Restricted Translation Task (WAT2022)

Updates

(03/06/2023) Published source code in Restricted Translation 2022! [code]
(10/17/2022) We presented the task overview at WAT2022. Thank you for your participation in RT task! :) [Slide]
(06/04/2022) The system submission deadline for Restricted Translation task has been extended (July 11 -> July 15, 2022 AoE).
(06/01/2022) Released Zh<>Ja dictionary lists with annotators' scores

Restricted Translation Task will be held at Workshop on Asian Translation (WAT2022) that is collocated with COLING 2022 in Oct 12-17, 2022.

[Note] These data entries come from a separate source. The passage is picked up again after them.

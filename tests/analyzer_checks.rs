//! Static analyzer behaviour against the security policy.

use modforge::analyzer::StaticAnalyzer;
use modforge::artifact::{ArtifactBundle, FileEntry};
use modforge::manifest::MANIFEST_SCHEMA_ID;
use modforge::policy::PolicyProfile;
use modforge::report::FindingKind;

fn manifest_json() -> Vec<u8> {
    serde_json::json!({
        "$id": MANIFEST_SCHEMA_ID,
        "module_id": "weather/openweather",
        "version": "0.1.0",
        "category": "weather",
        "platform": "openweather",
        "entrypoint": "adapter.py",
        "capabilities": ["pagination"],
    })
    .to_string()
    .into_bytes()
}

fn bundle(adapter: &str) -> ArtifactBundle {
    ArtifactBundle::from_entries([
        FileEntry::new("modules/weather/openweather/manifest.json", manifest_json()).unwrap(),
        FileEntry::new(
            "modules/weather/openweather/adapter.py",
            adapter.as_bytes().to_vec(),
        )
        .unwrap(),
    ])
    .unwrap()
}

const CLEAN: &str = r#"import json
import requests

@register_adapter("weather/openweather")
class OpenWeatherAdapter:
    def fetch_raw(self):
        return requests.get("https://api.example.com/data").json()

    def transform(self, raw):
        return {"temp": raw["main"]["temp"]}

    def get_schema(self):
        return {"temp": "float"}
"#;

#[test]
fn clean_bundle_yields_no_findings() {
    let profile = PolicyProfile::default();
    let report = StaticAnalyzer::new(&profile).analyze(&bundle(CLEAN));
    assert!(report.findings.is_empty(), "{:?}", report.findings);
    assert!(report.is_validated());
}

#[test]
fn forbidden_import_is_terminal_policy_violation() {
    let profile = PolicyProfile::default();
    let source = CLEAN.replace("import requests", "import subprocess");
    let report = StaticAnalyzer::new(&profile).analyze(&bundle(&source));
    assert!(report.has_terminal());
    let violations = report.blocking_of(FindingKind::PolicyViolation);
    assert!(
        violations
            .iter()
            .any(|f| f.message.contains("subprocess")),
        "{violations:?}"
    );
}

#[test]
fn forbidden_prefix_import_rejected() {
    let profile = PolicyProfile::default();
    let source = CLEAN.replace("import requests", "import ctypes.util");
    let report = StaticAnalyzer::new(&profile).analyze(&bundle(&source));
    assert!(report.has_terminal());
}

#[test]
fn dynamic_eval_is_policy_violation() {
    let profile = PolicyProfile::default();
    let source = CLEAN.replace(
        "        return {\"temp\": raw[\"main\"][\"temp\"]}",
        "        return eval(raw)",
    );
    let report = StaticAnalyzer::new(&profile).analyze(&bundle(&source));
    assert!(report.has_terminal());
}

#[test]
fn contract_findings_carry_fix_hints() {
    let profile = PolicyProfile::default();
    let source = CLEAN.replace(
        "    def get_schema(self):\n        return {\"temp\": \"float\"}\n",
        "",
    );
    let report = StaticAnalyzer::new(&profile).analyze(&bundle(&source));
    let missing = report.blocking_of(FindingKind::ContractMissingMethod);
    assert_eq!(missing.len(), 1);
    assert!(
        missing[0]
            .hint
            .as_ref()
            .is_some_and(|h| h.summary.contains("get_schema"))
    );
}

#[test]
fn wrong_arity_counts_as_missing_method() {
    let profile = PolicyProfile::default();
    let source = CLEAN.replace("def transform(self, raw):", "def transform(self):");
    let report = StaticAnalyzer::new(&profile).analyze(&bundle(&source));
    assert!(!report.blocking_of(FindingKind::ContractMissingMethod).is_empty());
}

/// Output ordering must be identical across repeated runs on identical
/// input: fingerprints and repair prompts depend on it.
#[test]
fn finding_order_is_stable_across_runs() {
    let profile = PolicyProfile::default();
    let source = CLEAN
        .replace("import requests", "import paramiko\nimport subprocess")
        .replace(
            "    def get_schema(self):\n        return {\"temp\": \"float\"}\n",
            "",
        );
    let bundle = bundle(&source);
    let analyzer = StaticAnalyzer::new(&profile);
    let baseline = analyzer.analyze(&bundle);
    assert!(baseline.findings.len() >= 3);
    for _ in 0..20 {
        let run = analyzer.analyze(&bundle);
        assert_eq!(run, baseline);
    }
    // Sorted by (path, line, kind): both imports precede the
    // class-level contract finding.
    let lines: Vec<u32> = baseline
        .findings
        .iter()
        .map(|f| f.location.map(|l| l.line).unwrap_or(0))
        .collect();
    let mut sorted = lines.clone();
    sorted.sort_unstable();
    assert_eq!(lines, sorted);
}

System submission due on July 15, 2022 (AoE)
System submission due on July 11, 2022

Task Description

Consistency is key to clear and accurate translations. It is practically important to have consistent terminology when translating documents related to science or business/marketing that include technical terms and proper nouns (See the examples below, where the tokens colored in red indicate some technical terms, and the boldface shows inconsistent translations among systems).

In this task, we will investigate translation with restricted target vocabularies. We will provide a list of target words as well as source sentences to represent word restriction. Participants are required to submit translations that contain all the target words in each list.

We will evaluate submissions by using two different metrics: 1) usual translation accuracy such as BLEU, and 2) a consistency score which evaluates how many word restrictions were satisfied in submitted translations.

Example: (from ASPEC Corpus [1])

Input: この回路は，入力信号位相の変化により共振周波数がシフトする帰還回路であり，２基のコイルの中央にある物体の磁気特性の変化を，高い感度と分解能で検出することができる。

Reference: This is a feedback circuit shifting resonance frequency by change of input signal phase, which can detect change of magnetic features of an object present at a center of two coils on high sensitivity and resolution.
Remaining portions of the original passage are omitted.